*What is expected*
Lines containing the word "keys": say how many there are in the listing, with only the number as the answer.

*Exercise data*

=== Section Start ===

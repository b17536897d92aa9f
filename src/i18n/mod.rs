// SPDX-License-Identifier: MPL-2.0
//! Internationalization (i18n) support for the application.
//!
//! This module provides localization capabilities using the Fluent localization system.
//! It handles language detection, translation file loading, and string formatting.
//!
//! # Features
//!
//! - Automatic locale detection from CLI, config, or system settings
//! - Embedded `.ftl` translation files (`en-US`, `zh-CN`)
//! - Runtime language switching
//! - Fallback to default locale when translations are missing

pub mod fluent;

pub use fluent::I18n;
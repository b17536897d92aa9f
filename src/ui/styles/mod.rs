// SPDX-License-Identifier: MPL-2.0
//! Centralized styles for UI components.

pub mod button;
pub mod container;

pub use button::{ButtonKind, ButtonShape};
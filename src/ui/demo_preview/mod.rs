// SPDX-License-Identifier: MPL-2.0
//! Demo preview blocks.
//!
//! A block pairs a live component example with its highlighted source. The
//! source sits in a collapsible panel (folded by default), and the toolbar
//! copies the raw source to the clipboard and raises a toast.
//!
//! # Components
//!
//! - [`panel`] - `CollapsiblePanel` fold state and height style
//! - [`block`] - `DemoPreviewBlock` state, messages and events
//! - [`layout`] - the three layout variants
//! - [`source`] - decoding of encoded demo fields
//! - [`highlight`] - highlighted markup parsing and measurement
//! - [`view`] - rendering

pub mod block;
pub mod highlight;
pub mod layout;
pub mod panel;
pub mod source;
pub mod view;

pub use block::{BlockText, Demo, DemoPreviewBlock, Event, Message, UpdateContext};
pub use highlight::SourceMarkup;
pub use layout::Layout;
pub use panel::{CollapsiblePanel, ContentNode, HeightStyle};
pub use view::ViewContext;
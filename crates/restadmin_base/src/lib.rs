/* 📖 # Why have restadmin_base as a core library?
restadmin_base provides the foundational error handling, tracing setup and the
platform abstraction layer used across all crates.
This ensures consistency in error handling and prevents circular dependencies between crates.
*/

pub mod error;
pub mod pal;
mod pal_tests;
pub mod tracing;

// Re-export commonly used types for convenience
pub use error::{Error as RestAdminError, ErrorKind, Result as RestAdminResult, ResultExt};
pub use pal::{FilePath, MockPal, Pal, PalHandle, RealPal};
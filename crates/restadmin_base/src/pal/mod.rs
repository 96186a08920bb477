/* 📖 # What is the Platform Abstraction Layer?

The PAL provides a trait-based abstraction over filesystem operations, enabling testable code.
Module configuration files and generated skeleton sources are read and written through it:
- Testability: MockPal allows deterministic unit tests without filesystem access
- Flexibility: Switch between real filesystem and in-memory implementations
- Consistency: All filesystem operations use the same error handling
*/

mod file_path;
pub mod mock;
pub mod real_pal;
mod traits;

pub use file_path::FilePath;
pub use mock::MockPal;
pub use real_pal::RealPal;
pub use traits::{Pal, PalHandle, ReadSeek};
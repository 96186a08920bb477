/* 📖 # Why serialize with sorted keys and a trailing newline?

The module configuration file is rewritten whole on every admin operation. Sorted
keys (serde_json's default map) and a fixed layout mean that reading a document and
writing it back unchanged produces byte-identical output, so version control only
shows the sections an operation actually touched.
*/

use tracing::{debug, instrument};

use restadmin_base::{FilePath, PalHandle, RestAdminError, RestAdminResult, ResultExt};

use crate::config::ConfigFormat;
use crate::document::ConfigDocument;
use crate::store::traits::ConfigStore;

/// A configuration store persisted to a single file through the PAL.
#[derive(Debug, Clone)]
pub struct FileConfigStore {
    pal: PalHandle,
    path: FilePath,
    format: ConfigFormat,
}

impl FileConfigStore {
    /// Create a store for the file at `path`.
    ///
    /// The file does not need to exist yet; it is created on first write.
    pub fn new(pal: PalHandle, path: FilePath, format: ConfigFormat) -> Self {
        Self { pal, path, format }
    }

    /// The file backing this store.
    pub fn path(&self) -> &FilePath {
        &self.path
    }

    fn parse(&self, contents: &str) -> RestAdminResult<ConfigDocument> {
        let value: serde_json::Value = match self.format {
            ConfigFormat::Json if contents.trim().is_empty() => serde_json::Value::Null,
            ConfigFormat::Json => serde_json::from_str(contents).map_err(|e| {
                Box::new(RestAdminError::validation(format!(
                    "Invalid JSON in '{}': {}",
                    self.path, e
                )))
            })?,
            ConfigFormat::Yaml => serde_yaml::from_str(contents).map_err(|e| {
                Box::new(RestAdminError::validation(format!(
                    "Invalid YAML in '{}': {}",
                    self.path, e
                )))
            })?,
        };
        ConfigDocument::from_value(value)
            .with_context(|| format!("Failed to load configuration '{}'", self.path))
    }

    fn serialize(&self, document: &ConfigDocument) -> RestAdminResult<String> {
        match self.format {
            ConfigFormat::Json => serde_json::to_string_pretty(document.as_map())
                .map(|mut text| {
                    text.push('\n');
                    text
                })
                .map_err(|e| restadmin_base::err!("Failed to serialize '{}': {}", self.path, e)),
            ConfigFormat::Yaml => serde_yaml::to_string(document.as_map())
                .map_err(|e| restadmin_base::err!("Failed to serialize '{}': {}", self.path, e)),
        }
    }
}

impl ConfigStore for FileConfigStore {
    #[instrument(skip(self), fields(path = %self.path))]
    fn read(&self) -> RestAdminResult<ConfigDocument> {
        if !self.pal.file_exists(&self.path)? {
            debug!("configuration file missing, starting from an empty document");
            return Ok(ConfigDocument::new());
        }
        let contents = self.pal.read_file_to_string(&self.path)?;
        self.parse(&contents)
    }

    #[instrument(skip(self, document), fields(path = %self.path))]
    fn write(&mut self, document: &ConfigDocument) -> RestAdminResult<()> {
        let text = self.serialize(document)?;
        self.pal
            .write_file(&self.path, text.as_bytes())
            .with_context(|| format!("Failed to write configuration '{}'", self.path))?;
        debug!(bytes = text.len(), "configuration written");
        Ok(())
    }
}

=== Section End ===

*Response box*
2